My mom made a little sobbing noise.  It wasn’t fair.  If anyone was supposed to be crying, it was me.

“No one tells you,” she said, giving me the kind of face Birch did when you brought him the wrong number of crackers, like you’d wrecked his whole world on purpose or something.  “That your children can be so cruel.”  And my dad, who I know personally hates her guts behind her back ALL THE TIME, went over and rubbed her shoulders and gave me a look like I was the bad one.  Like they hadn’t just double-teamed me to ruin my life, and now it was going to be my fault.

“At least you can see what I’ve been telling you about,” my mother said, finally.  My father closed his eyes, hard, and let out a long sigh.

“It’s never easy,” he said.  “Those first years.  I think I forgot.”

“None of it’s easy,” she said.

I had officially vanished.

“I think I’m getting strep throat,” I said.

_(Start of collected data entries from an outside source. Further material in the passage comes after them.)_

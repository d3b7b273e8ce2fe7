// Copyright (c) 2023 The TQUIC Authors.
//
// Licensed under the Apache License, Version 2.0 (the "License");
// you may not use this file except in compliance with the License.
// You may obtain a copy of the License at
//
//     http://www.apache.org/licenses/LICENSE-2.0
//
// Unless required by applicable law or agreed to in writing, software
// distributed under the License is distributed on an "AS IS" BASIS,
// WITHOUT WARRANTIES OR CONDITIONS OF ANY KIND, either express or implied.
// See the License for the specific language governing permissions and
// limitations under the License.

use clap::error::ErrorKind;
use clap::CommandFactory;
use clap::Parser;
use log::info;
use statrs::statistics::Data;
use statrs::statistics::Distribution;
use statrs::statistics::Max;
use statrs::statistics::Min;
use statrs::statistics::OrderStatistics;

use datagrump::Config;
use datagrump::CongestionControlAlgorithm;
use datagrump::Controller;
use datagrump::ControllerConfig;
use datagrump_tools::DeliverySchedule;
use datagrump_tools::Link;
use datagrump_tools::LinkConfig;
use datagrump_tools::Report;
use datagrump_tools::Result;
use datagrump_tools::Simulation;

#[cfg(unix)]
#[global_allocator]
static GLOBAL: jemallocator::Jemalloc = jemallocator::Jemalloc;

#[derive(Parser, Debug, Clone)]
#[clap(name = "datagrump_sim")]
pub struct SimOpt {
    /// Controller configuration file in JSON. Missing fields take their
    /// default values.
    #[clap(short, long, value_name = "FILE")]
    pub config: Option<String>,

    /// Congestion control algorithm, support FORECAST/AIMD/HALVING.
    /// Overrides the configuration file.
    #[clap(long, value_name = "STR")]
    pub congestion_control_algorithm: Option<CongestionControlAlgorithm>,

    /// Initial congestion window in datagrams. Overrides the configuration
    /// file.
    #[clap(long, value_name = "NUM")]
    pub initial_window: Option<u64>,

    /// Delivery trace of the bottleneck, one millisecond timestamp per
    /// delivery opportunity. Overrides `--rate`.
    #[clap(short, long, value_name = "FILE")]
    pub trace: Option<String>,

    /// Bottleneck rate in datagrams per second.
    #[clap(long, default_value = "1000", value_name = "NUM")]
    pub rate: f64,

    /// One-way propagation delay in milliseconds.
    #[clap(long, default_value = "20", value_name = "TIME")]
    pub delay: u64,

    /// Max random extra delay of acks in milliseconds.
    #[clap(long, default_value = "0", value_name = "TIME")]
    pub jitter: u64,

    /// Max number of datagrams queued at the bottleneck. "0" means unbounded.
    #[clap(long, default_value = "0", value_name = "NUM")]
    pub queue_limit: usize,

    /// Random loss rate before the bottleneck.
    #[clap(long, default_value = "0", value_name = "NUM")]
    pub loss: f64,

    /// Simulated time in milliseconds.
    #[clap(short, long, default_value = "10000", value_name = "TIME")]
    pub duration: u64,

    /// Seed of the random generator.
    #[clap(long, default_value = "0", value_name = "NUM")]
    pub seed: u64,

    /// Interval of window samples in milliseconds.
    #[clap(long, default_value = "100", value_name = "TIME")]
    pub sample_interval: u64,

    /// Print the window trajectory to stdout.
    #[clap(short, long)]
    pub print_window: bool,

    /// Log every controller event at debug level.
    #[clap(long)]
    pub debug: bool,

    /// Log level, support OFF/ERROR/WARN/INFO/DEBUG/TRACE.
    #[clap(long, default_value = "INFO", value_name = "STR")]
    pub log_level: log::LevelFilter,

    /// Log file path. If no file is specified, logs will be written to `stderr`.
    #[clap(long, value_name = "FILE")]
    pub log_file: Option<String>,
}

fn parse_option() -> std::result::Result<SimOpt, clap::error::Error> {
    let option = SimOpt::parse();

    if !(0.0..1.0).contains(&option.loss) {
        return Err(SimOpt::command().error(
            ErrorKind::ValueValidation,
            "Loss rate should be in [0, 1)",
        ));
    }
    if option.trace.is_none() && option.rate <= 0.0 {
        return Err(SimOpt::command().error(
            ErrorKind::ValueValidation,
            "Rate should be positive",
        ));
    }

    Ok(option)
}

fn controller_config(option: &SimOpt) -> Result<ControllerConfig> {
    let mut conf = match &option.config {
        Some(path) => datagrump_tools::load_controller_config(path)?,
        None => ControllerConfig::default(),
    };

    if let Some(cca) = option.congestion_control_algorithm {
        conf.congestion_control_algorithm = cca;
    }
    if let Some(initial_window) = option.initial_window {
        conf.initial_window = initial_window;
    }
    conf.debug |= option.debug;
    Ok(conf)
}

fn link_config(option: &SimOpt) -> Result<LinkConfig> {
    let schedule = match &option.trace {
        Some(path) => DeliverySchedule::Trace(datagrump_tools::load_trace(path)?),
        None => DeliverySchedule::Constant(option.rate),
    };

    Ok(LinkConfig {
        schedule,
        one_way_delay: option.delay,
        jitter: option.jitter,
        queue_limit: option.queue_limit,
        loss: option.loss,
        seed: option.seed,
    })
}

fn print_report(name: &str, report: &Report, option: &SimOpt) {
    if option.print_window {
        println!("time(ms)\twindow");
        for (time, window) in &report.window_samples {
            println!("{}\t{}", time, window);
        }
    }

    println!("algorithm: {}, duration: {}ms", name, report.duration);
    println!(
        "datagrams: sent {}, acked {}, dropped {}, rejected {}, forced {}",
        report.sent, report.acked, report.dropped, report.rejected, report.forced_sends
    );
    println!("throughput: {:.2} datagrams/s", report.throughput());

    if !report.rtt_samples.is_empty() {
        let mut s = Data::new(report.rtt_samples.clone());
        println!("rtt(ms):");
        println!(
            "\tmin: {:.2}, max: {:.2}, mean: {:.2}, sd: {:.2}",
            s.min(),
            s.max(),
            s.mean().unwrap_or(0.0),
            s.std_dev().unwrap_or(0.0),
        );
        println!(
            "\tmedian: {:.2}, p90: {:.2}, p95: {:.2}, p99: {:.2}",
            s.median(),
            s.percentile(90),
            s.percentile(95),
            s.percentile(99),
        );

        let p95 = s.percentile(95);
        if p95 > 0.0 {
            println!("power: {:.2}", report.throughput() / p95);
        }
    }

    if !report.window_samples.is_empty() {
        let windows: Vec<f64> = report
            .window_samples
            .iter()
            .map(|&(_, w)| w as f64)
            .collect();
        let s = Data::new(windows);
        println!(
            "window: min {:.0}, max {:.0}, mean {:.2}",
            s.min(),
            s.max(),
            s.mean().unwrap_or(0.0)
        );
    }
}

fn main() -> Result<()> {
    // Parse simulator option.
    let option = match parse_option() {
        Ok(option) => option,
        Err(e) => e.exit(),
    };

    env_logger::builder()
        .target(datagrump_tools::log_target(&option.log_file)?)
        .filter_level(option.log_level)
        .format_timestamp_millis()
        .init();

    let conf = Config::from_controller_config(controller_config(&option)?);
    let controller = Controller::new(&conf)?;
    let name = controller.algorithm().to_string();
    info!("simulate {:?} with {:?}", conf.controller_config(), option);

    let link = Link::new(link_config(&option)?);
    let mut sim = Simulation::new(controller, link);
    let report = sim.run(option.duration, option.sample_interval);
    info!("final state {:?}", sim.controller());

    print_report(&name, &report, &option);
    Ok(())
}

My mother put her hand on my forehead and pulled it back as quickly.

“You’re fine,” she said.  “And I think you know it.”

But I didn’t know it.  It felt like I was having one of those allergic reactions where your whole throat closes down and your eyes blow up and they have to get a needle into you fast or you’re tomorrow’s AOL headline.  And no one cared or believed me.

So it wasn’t just because it was almost five hundred dollars exactly to fly out that weekend—and they’d already made it clear that five hundred dollars was the budget for all things Anna-related—it was because I knew that I was doing them a favor, if you thought about it.  It might have been real stealing to take the extra seventy-four dollars from Lynette’s wallet, but I figured they wouldn’t want me getting to LA and thumbing a ride.  Not even they would think that was a bad use of money, in the end.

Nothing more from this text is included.